Peter Rhodes on insurance hikes, furry flyers and the reporting of the Cummings affair
Read the latest column from Peter Rhodes.
I suggested an anti-Covid jab might be better received if people first had an anti-scepticism jab. My thanks to the reader who came up with an altogether snappier suggestion: anti-sceptic cream. I wish I'd thought of that.
The large blue butterfly, declared extinct in England since 1979, has been successfully reintroduced in Gloucestershire. Now, pass me the anti-sceptic cream. Did the large blue vanish entirely? I recall chatting with an army rifle-range warden in the 1980s who told me that on his patch (no names, no grid references, naturally) the large blue was doing fine, several years after becoming officially extinct.
Still on winged creatures, find a quiet rural spot at sundown on one of these warm, humid days and just look up.
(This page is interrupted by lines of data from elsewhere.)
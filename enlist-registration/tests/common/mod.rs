//! Shared test helpers for registration tests.

#![allow(dead_code)]

use chrono::{DateTime, TimeZone, Utc};
use enlist_registration::{
    Email, MailError, Mailer, ManualClock, MemoryMailer, RegistrationConfig, RegistrationService,
};
use enlist_store::{AccountStore, MemoryStore, StoreError, StoreResult};
use enlist_types::{Account, AccountId, ActivationRecord, ActivationToken, NewAccount};
use std::collections::HashSet;
use std::sync::atomic::{AtomicUsize, Ordering};
use std::sync::{Arc, Mutex};

pub const WINDOW_DAYS: u32 = 7;

/// Instant the test clock starts at.
pub fn start() -> DateTime<Utc> {
    Utc.with_ymd_and_hms(2026, 1, 10, 8, 0, 0).unwrap()
}

pub fn config() -> RegistrationConfig {
    RegistrationConfig {
        activation_days: WINDOW_DAYS,
        from_email: "noreply@example.com".into(),
        site: "example.com".into(),
        ..RegistrationConfig::default()
    }
}

/// A service wired to in-memory collaborators.
pub struct Harness {
    pub store: Arc<MemoryStore>,
    pub mailer: Arc<MemoryMailer>,
    pub clock: Arc<ManualClock>,
    pub service: RegistrationService,
}

pub fn harness() -> Harness {
    harness_with(config())
}

pub fn harness_with(config: RegistrationConfig) -> Harness {
    let store = Arc::new(MemoryStore::new());
    let mailer = Arc::new(MemoryMailer::new());
    let clock = Arc::new(ManualClock::new(start()));
    let service = RegistrationService::new(config, store.clone(), mailer.clone())
        .with_clock(clock.clone());
    Harness {
        store,
        mailer,
        clock,
        service,
    }
}

/// Pulls the 40-hex activation key out of an email body.
pub fn key_from(email: &Email) -> String {
    email
        .body
        .split_whitespace()
        .find(|word| ActivationToken::is_digest(word))
        .expect("activation key in email body")
        .to_string()
}

/// Mailer that always fails.
pub struct FailingMailer;

impl Mailer for FailingMailer {
    fn send(&self, _: &Email) -> Result<(), MailError> {
        Err(MailError::Rejected("relay unreachable".into()))
    }
}

/// Wraps a store and counts every call made through it.
pub struct CountingStore<S> {
    pub inner: S,
    calls: AtomicUsize,
}

impl<S> CountingStore<S> {
    pub fn new(inner: S) -> Self {
        Self {
            inner,
            calls: AtomicUsize::new(0),
        }
    }

    pub fn calls(&self) -> usize {
        self.calls.load(Ordering::SeqCst)
    }

    fn tick(&self) {
        self.calls.fetch_add(1, Ordering::SeqCst);
    }
}

impl<S: AccountStore> AccountStore for CountingStore<S> {
    fn create_inactive(&self, new: NewAccount, token: &ActivationToken) -> StoreResult<Account> {
        self.tick();
        self.inner.create_inactive(new, token)
    }

    fn get_account(&self, id: AccountId) -> StoreResult<Option<Account>> {
        self.tick();
        self.inner.get_account(id)
    }

    fn find_record(&self, token: &ActivationToken) -> StoreResult<Option<ActivationRecord>> {
        self.tick();
        self.inner.find_record(token)
    }

    fn activate(
        &self,
        token: &ActivationToken,
        cutoff: DateTime<Utc>,
    ) -> StoreResult<Option<Account>> {
        self.tick();
        self.inner.activate(token, cutoff)
    }

    fn records(&self) -> StoreResult<Vec<ActivationRecord>> {
        self.tick();
        self.inner.records()
    }

    fn delete_expired(&self, id: AccountId, cutoff: DateTime<Utc>) -> StoreResult<bool> {
        self.tick();
        self.inner.delete_expired(id, cutoff)
    }

    fn username_exists(&self, username: &str) -> StoreResult<bool> {
        self.tick();
        self.inner.username_exists(username)
    }

    fn email_exists(&self, email: &str) -> StoreResult<bool> {
        self.tick();
        self.inner.email_exists(email)
    }

    fn find_active_by_email(&self, email: &str) -> StoreResult<Vec<Account>> {
        self.tick();
        self.inner.find_active_by_email(email)
    }
}

/// Wraps a store and fails deletions for selected accounts, or listing.
pub struct FaultyStore<S> {
    pub inner: S,
    pub fail_delete: Mutex<HashSet<AccountId>>,
    pub fail_records: bool,
}

impl<S> FaultyStore<S> {
    pub fn new(inner: S) -> Self {
        Self {
            inner,
            fail_delete: Mutex::new(HashSet::new()),
            fail_records: false,
        }
    }
}

impl<S: AccountStore> AccountStore for FaultyStore<S> {
    fn create_inactive(&self, new: NewAccount, token: &ActivationToken) -> StoreResult<Account> {
        self.inner.create_inactive(new, token)
    }

    fn get_account(&self, id: AccountId) -> StoreResult<Option<Account>> {
        self.inner.get_account(id)
    }

    fn find_record(&self, token: &ActivationToken) -> StoreResult<Option<ActivationRecord>> {
        self.inner.find_record(token)
    }

    fn activate(
        &self,
        token: &ActivationToken,
        cutoff: DateTime<Utc>,
    ) -> StoreResult<Option<Account>> {
        self.inner.activate(token, cutoff)
    }

    fn records(&self) -> StoreResult<Vec<ActivationRecord>> {
        if self.fail_records {
            return Err(StoreError::Unavailable("database offline".into()));
        }
        self.inner.records()
    }

    fn delete_expired(&self, id: AccountId, cutoff: DateTime<Utc>) -> StoreResult<bool> {
        if self.fail_delete.lock().unwrap().contains(&id) {
            return Err(StoreError::Unavailable("disk I/O error".into()));
        }
        self.inner.delete_expired(id, cutoff)
    }

    fn username_exists(&self, username: &str) -> StoreResult<bool> {
        self.inner.username_exists(username)
    }

    fn email_exists(&self, email: &str) -> StoreResult<bool> {
        self.inner.email_exists(email)
    }

    fn find_active_by_email(&self, email: &str) -> StoreResult<Vec<Account>> {
        self.inner.find_active_by_email(email)
    }
}
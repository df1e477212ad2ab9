//! Core type definitions for Enlist.
//!
//! This crate defines the data shared by the store and the registration
//! workflow:
//! - Account identifiers (UUID v7)
//! - Accounts and their one-to-one activation records
//! - Activation tokens (40-hex SHA-1 digests, or the consumed sentinel)
//! - The activation window expiration policy

mod account;
mod expiry;
mod ids;
mod token;

pub use account::{Account, ActivationRecord, NewAccount};
pub use expiry::ActivationWindow;
pub use ids::AccountId;
pub use token::{ActivationToken, ACTIVATED_SENTINEL, TOKEN_LEN};

/// Result type alias using the crate's error type.
pub type Result<T> = std::result::Result<T, Error>;

/// Errors that can occur in type operations.
#[derive(Debug, thiserror::Error)]
pub enum Error {
    #[error("invalid UUID: {0}")]
    InvalidUuid(#[from] uuid::Error),

    #[error("invalid activation token: {0}")]
    InvalidToken(String),

    #[error("invalid timestamp: {0}")]
    InvalidTimestamp(i64),
}

/// Truncates a timestamp to whole microseconds.
///
/// Stores persist timestamps as integer microseconds; issuing at that
/// precision keeps `date_joined` identical before and after a round trip.
#[must_use]
pub fn truncate_micros(ts: chrono::DateTime<chrono::Utc>) -> chrono::DateTime<chrono::Utc> {
    chrono::DateTime::from_timestamp_micros(ts.timestamp_micros()).unwrap_or(ts)
}

/// Rebuilds a timestamp from stored microseconds.
pub fn from_micros(micros: i64) -> Result<chrono::DateTime<chrono::Utc>> {
    chrono::DateTime::from_timestamp_micros(micros).ok_or(Error::InvalidTimestamp(micros))
}
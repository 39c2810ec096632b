//! Unit tests for VBML components

use serde_json::json;
use vesta::vbml::{Alignment, Justify, Position, Style};
use vesta::{encode_text, Component, TextOptions};

#[test]
fn builder_sets_style_fields() {
    let component = Component::new("{{greeting}}")
        .height(2)
        .width(22)
        .justify(Justify::Center)
        .align(Alignment::Bottom)
        .absolute_position(0, 4);

    assert_eq!(component.template(), Some("{{greeting}}"));
    assert!(component.raw_characters().is_none());
    assert_eq!(
        component.style(),
        &Style {
            height: Some(2),
            width: Some(22),
            justify: Some(Justify::Center),
            align: Some(Alignment::Bottom),
            absolute_position: Some(Position { x: 0, y: 4 }),
        }
    );
}

#[test]
fn encoded_grid_as_raw_characters() {
    let rows = encode_text("hi", &TextOptions::default()).unwrap();
    let component = Component::from_raw_characters(rows.clone());

    assert_eq!(component.raw_characters(), Some(&rows));
    assert_eq!(component.template(), None);
    assert_eq!(
        serde_json::to_value(&component).unwrap(),
        json!({ "rawCharacters": rows })
    );
}

#[test]
fn default_style_is_empty() {
    assert!(Style::default().is_empty());
    assert!(!Component::new("x").width(1).style().is_empty());
}

#[test]
fn components_serialize_in_order() {
    let components = vec![
        Component::new("top").height(3),
        Component::new("bottom").height(3).justify(Justify::Right),
    ];
    assert_eq!(
        serde_json::to_value(&components).unwrap(),
        json!([
            {"template": "top", "style": {"height": 3}},
            {"template": "bottom", "style": {"height": 3, "justify": "right"}}
        ])
    );
}
//! Read/Write API client.

use serde::Deserialize;

use super::{ClientResult, Message, Session};
use crate::chars::Rows;

/// Default read/write API endpoint.
pub const DEFAULT_BASE_URL: &str = "https://rw.vestaboard.com/";

const KEY_HEADER: &str = "X-Vestaboard-Read-Write-Key";

/// HTTP 200 OK, returned for accepted messages.
const STATUS_OK: u16 = 200;

#[derive(Debug, Deserialize)]
struct ReadResponse {
    #[serde(rename = "currentMessage")]
    current_message: Option<CurrentMessage>,
}

#[derive(Debug, Deserialize)]
struct CurrentMessage {
    /// JSON-encoded character grid
    layout: Option<String>,
}

/// Client for the cloud read/write API.
#[derive(Debug, Clone)]
pub struct ReadWriteClient {
    session: Session,
}

impl ReadWriteClient {
    pub fn new(read_write_key: &str) -> Self {
        Self::with_session(Session::new(DEFAULT_BASE_URL), read_write_key)
    }

    pub fn with_session(session: Session, read_write_key: &str) -> Self {
        Self {
            session: session.with_header(KEY_HEADER, read_write_key),
        }
    }

    pub fn session(&self) -> &Session {
        &self.session
    }

    /// Read the board's current message.
    pub fn read_message(&self) -> ClientResult<Option<Rows>> {
        let response = Session::error_for_status(self.session.get("")?)?;
        let layout = response
            .json::<ReadResponse>()
            .and_then(|r| r.current_message)
            .and_then(|m| m.layout);

        match layout {
            Some(layout) => Ok(Some(serde_json::from_str(&layout)?)),
            None => Ok(None),
        }
    }

    /// Write a message to the board.
    ///
    /// Returns whether the service accepted the message.
    pub fn write_message(&self, message: impl Into<Message>) -> ClientResult<bool> {
        let message = message.into();
        message.validate()?;

        let response = match &message {
            Message::Text(_) => self.session.post_json("", &message)?,
            Message::Characters(rows) => self.session.post_json("", rows)?,
        };
        let response = Session::error_for_status(response)?;
        Ok(response.status == STATUS_OK)
    }
}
With luck you'll see one of the most brilliant displays of precision flying. Bats – nature's very own Red Arrows.
I asked what sort of parent would refuse the offer of an isolated farm house during the pandemic, as accepted by the Downing Street spin doctor Dominic Cummings? One reader came back sternly with: “A law-abiding parent.”
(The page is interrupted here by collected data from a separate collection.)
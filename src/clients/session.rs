//! Shared request state for API clients.

use std::sync::Arc;

use serde::Serialize;
use tracing::{debug, warn};

use super::{ClientError, ClientResult};
use crate::http::{find_header, CurlTransport, Method, Request, Response, Transport};

/// Base URL, default headers and transport shared by every request a client
/// makes.
#[derive(Clone)]
pub struct Session {
    base_url: String,
    headers: Vec<(String, String)>,
    transport: Arc<dyn Transport>,
}

impl Session {
    /// Create a session that sends requests with `curl`.
    pub fn new(base_url: impl Into<String>) -> Self {
        Self {
            base_url: base_url.into(),
            headers: Vec::new(),
            transport: Arc::new(CurlTransport::default()),
        }
    }

    pub fn with_transport(mut self, transport: Arc<dyn Transport>) -> Self {
        self.transport = transport;
        self
    }

    pub fn with_base_url(mut self, base_url: impl Into<String>) -> Self {
        self.base_url = base_url.into();
        self
    }

    /// Add a header sent with every request.
    pub fn with_header(mut self, name: impl Into<String>, value: impl Into<String>) -> Self {
        self.set_header(name, value);
        self
    }

    pub fn with_headers<K, V>(mut self, headers: impl IntoIterator<Item = (K, V)>) -> Self
    where
        K: Into<String>,
        V: Into<String>,
    {
        for (name, value) in headers {
            self.set_header(name, value);
        }
        self
    }

    pub fn base_url(&self) -> &str {
        &self.base_url
    }

    /// Look up a default header by case-insensitive name.
    pub fn header(&self, name: &str) -> Option<&str> {
        find_header(&self.headers, name)
    }

    /// Set a default header, replacing any existing value.
    pub fn set_header(&mut self, name: impl Into<String>, value: impl Into<String>) {
        let name = name.into();
        let value = value.into();
        match self
            .headers
            .iter_mut()
            .find(|(key, _)| key.eq_ignore_ascii_case(&name))
        {
            Some(entry) => entry.1 = value,
            None => self.headers.push((name, value)),
        }
    }

    /// Resolve `path` against the base URL.
    pub fn url(&self, path: &str) -> String {
        format!(
            "{}/{}",
            self.base_url.trim_end_matches('/'),
            path.trim_start_matches('/')
        )
    }

    /// Send a request and return the raw response, whatever its status.
    pub fn request(
        &self,
        method: Method,
        path: &str,
        body: Option<Vec<u8>>,
        extra_headers: &[(&str, &str)],
    ) -> ClientResult<Response> {
        let mut headers = self.headers.clone();
        for (name, value) in extra_headers {
            match headers
                .iter_mut()
                .find(|(key, _)| key.eq_ignore_ascii_case(name))
            {
                Some(entry) => entry.1 = value.to_string(),
                None => headers.push((name.to_string(), value.to_string())),
            }
        }
        if body.is_some() && find_header(&headers, "Content-Type").is_none() {
            headers.push(("Content-Type".to_string(), "application/json".to_string()));
        }

        let request = Request {
            method,
            url: self.url(path),
            headers,
            body,
        };

        debug!(method = %request.method, url = %request.url, "Sending request");

        let response = self.transport.send(&request).map_err(|e| {
            warn!(method = %request.method, url = %request.url, error = %e, "Request failed");
            ClientError::from(e)
        })?;

        debug!(status = response.status, url = %request.url, "Received response");
        Ok(response)
    }

    pub fn get(&self, path: &str) -> ClientResult<Response> {
        self.request(Method::Get, path, None, &[])
    }

    /// POST `value` as compact JSON.
    pub fn post_json<T: Serialize + ?Sized>(&self, path: &str, value: &T) -> ClientResult<Response> {
        let body = serde_json::to_vec(value)?;
        self.request(Method::Post, path, Some(body), &[])
    }

    /// Turn 4xx and 5xx responses into [`ClientError::Status`].
    pub fn error_for_status(response: Response) -> ClientResult<Response> {
        if response.status >= 400 {
            warn!(status = response.status, "Remote rejected request");
            return Err(ClientError::Status {
                status: response.status,
                body: response.text(),
            });
        }
        Ok(response)
    }
}

impl std::fmt::Debug for Session {
    fn fmt(&self, f: &mut std::fmt::Formatter<'_>) -> std::fmt::Result {
        // Header values carry credentials
        let names: Vec<&str> = self.headers.iter().map(|(name, _)| name.as_str()).collect();
        f.debug_struct("Session")
            .field("base_url", &self.base_url)
            .field("headers", &names)
            .finish()
    }
}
Which is a fair point, if you believe that Cummings broke the lockdown laws. But he didn't. For the record, on the morning of May 28, police released a press statement with two findings. The first was that: “Durham Constabulary does not consider that by locating himself at his father’s premises, Mr Cummings committed an offence contrary to regulation 6 of the Health Protection (Coronavirus, Restrictions) (England) Regulations 2020.” The second finding was that Cummings' drive to Barnard Castle “might have been a minor breach of the Regulations.”
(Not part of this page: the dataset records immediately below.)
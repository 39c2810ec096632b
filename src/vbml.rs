//! VBML (board markup) message templates.
//!
//! A [`Component`] is a template string or a raw character grid, with an
//! optional [`Style`] that sizes and positions it on the board. Components
//! are composed into a full grid by the VBML service
//! ([`VbmlClient`](crate::clients::VbmlClient)).

use std::collections::BTreeMap;

use serde::ser::{SerializeMap, Serializer};
use serde::{Deserialize, Serialize};

use crate::chars::Rows;

/// Dynamic properties injected into templates with `{{propName}}`.
pub type Props = BTreeMap<String, String>;

/// Horizontal alignment options.
#[derive(Debug, Clone, Copy, PartialEq, Eq, Serialize, Deserialize)]
#[serde(rename_all = "lowercase")]
pub enum Justify {
    Left,
    Right,
    Center,
    Justified,
}

/// Vertical alignment options.
#[derive(Debug, Clone, Copy, PartialEq, Eq, Serialize, Deserialize)]
#[serde(rename_all = "lowercase")]
pub enum Alignment {
    Top,
    Bottom,
    Center,
}

/// An absolute position on the board.
#[derive(Debug, Clone, Copy, PartialEq, Eq, Serialize, Deserialize)]
pub struct Position {
    pub x: u8,
    pub y: u8,
}

/// Values applied to a [`Component`].
#[derive(Debug, Clone, Default, PartialEq, Eq, Serialize, Deserialize)]
#[serde(rename_all = "camelCase")]
pub struct Style {
    /// Component height, 1-6 (board height when unset)
    #[serde(default, skip_serializing_if = "Option::is_none")]
    pub height: Option<u8>,
    /// Component width, 1-22 (board width when unset)
    #[serde(default, skip_serializing_if = "Option::is_none")]
    pub width: Option<u8>,
    #[serde(default, skip_serializing_if = "Option::is_none")]
    pub justify: Option<Justify>,
    #[serde(default, skip_serializing_if = "Option::is_none")]
    pub align: Option<Alignment>,
    /// Exact position, bounded by `width` and `height`
    #[serde(default, skip_serializing_if = "Option::is_none")]
    pub absolute_position: Option<Position>,
}

impl Style {
    pub fn is_empty(&self) -> bool {
        self == &Style::default()
    }
}

/// A message template with optional style.
///
/// The template can contain any printable board character, character codes
/// in curly braces such as `{5}` or `{65}`, props in double braces
/// (`{{propName}}`), and newlines to force a new row. Lowercase letters are
/// cast to uppercase by the service.
///
/// Raw characters set the initial (background) state of the component and
/// take precedence over the template.
#[derive(Debug, Clone, PartialEq, Eq)]
pub struct Component {
    template: Option<String>,
    raw_characters: Option<Rows>,
    style: Style,
}

impl Component {
    /// Create a component from a template string.
    pub fn new(template: impl Into<String>) -> Self {
        Self {
            template: Some(template.into()),
            raw_characters: None,
            style: Style::default(),
        }
    }

    /// Create a component from a raw character grid.
    pub fn from_raw_characters(raw_characters: Rows) -> Self {
        Self {
            template: None,
            raw_characters: Some(raw_characters),
            style: Style::default(),
        }
    }

    pub fn with_raw_characters(mut self, raw_characters: Rows) -> Self {
        self.raw_characters = Some(raw_characters);
        self
    }

    pub fn with_style(mut self, style: Style) -> Self {
        self.style = style;
        self
    }

    pub fn height(mut self, height: u8) -> Self {
        self.style.height = Some(height);
        self
    }

    pub fn width(mut self, width: u8) -> Self {
        self.style.width = Some(width);
        self
    }

    pub fn justify(mut self, justify: Justify) -> Self {
        self.style.justify = Some(justify);
        self
    }

    pub fn align(mut self, align: Alignment) -> Self {
        self.style.align = Some(align);
        self
    }

    pub fn absolute_position(mut self, x: u8, y: u8) -> Self {
        self.style.absolute_position = Some(Position { x, y });
        self
    }

    pub fn template(&self) -> Option<&str> {
        self.template.as_deref()
    }

    pub fn raw_characters(&self) -> Option<&Rows> {
        self.raw_characters.as_ref()
    }

    pub fn style(&self) -> &Style {
        &self.style
    }
}

impl Serialize for Component {
    fn serialize<S: Serializer>(&self, serializer: S) -> Result<S::Ok, S::Error> {
        let mut map = serializer.serialize_map(None)?;
        if let Some(raw) = &self.raw_characters {
            map.serialize_entry("rawCharacters", raw)?;
        } else if let Some(template) = &self.template {
            map.serialize_entry("template", template)?;
        }
        if !self.style.is_empty() {
            map.serialize_entry("style", &self.style)?;
        }
        map.end()
    }
}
The first finding was a bombshell. It was the first independent examination of an incident which had dominated politics and divided the nation for weeks - and it exonerated Cummings. This was not what some parts of the media wanted to hear, and they reacted accordingly. The BBC, for instance, made no mention of it in Radio 4 lunchtime news, although they did mention the Barnard Castle finding. In the Beeb's later online report, the clearing of Cummings was buried in the 13th paragraph.
It's easy to see why some people genuinely believe he broke the law by moving north. On the evidence so far, he did not. Does any of this matter, three months on? Yes, it does because enemies of Boris Johnson's adviser are still trying to get him sacked and he has no intention of quitting. The saga continues. Cummings is not going.
Home-insurance renewal time. As expected, the premium had shot up so I spent 20 minutes waiting on the phone to haggle for a better deal. To my surprise, far from cutting the premium, they whacked it up by £40 because we have a baby in the house. “Children can increase the risks,” explained the adviser. Well, maybe they do. So when the kids leave home can customers expect a discount? Thought not.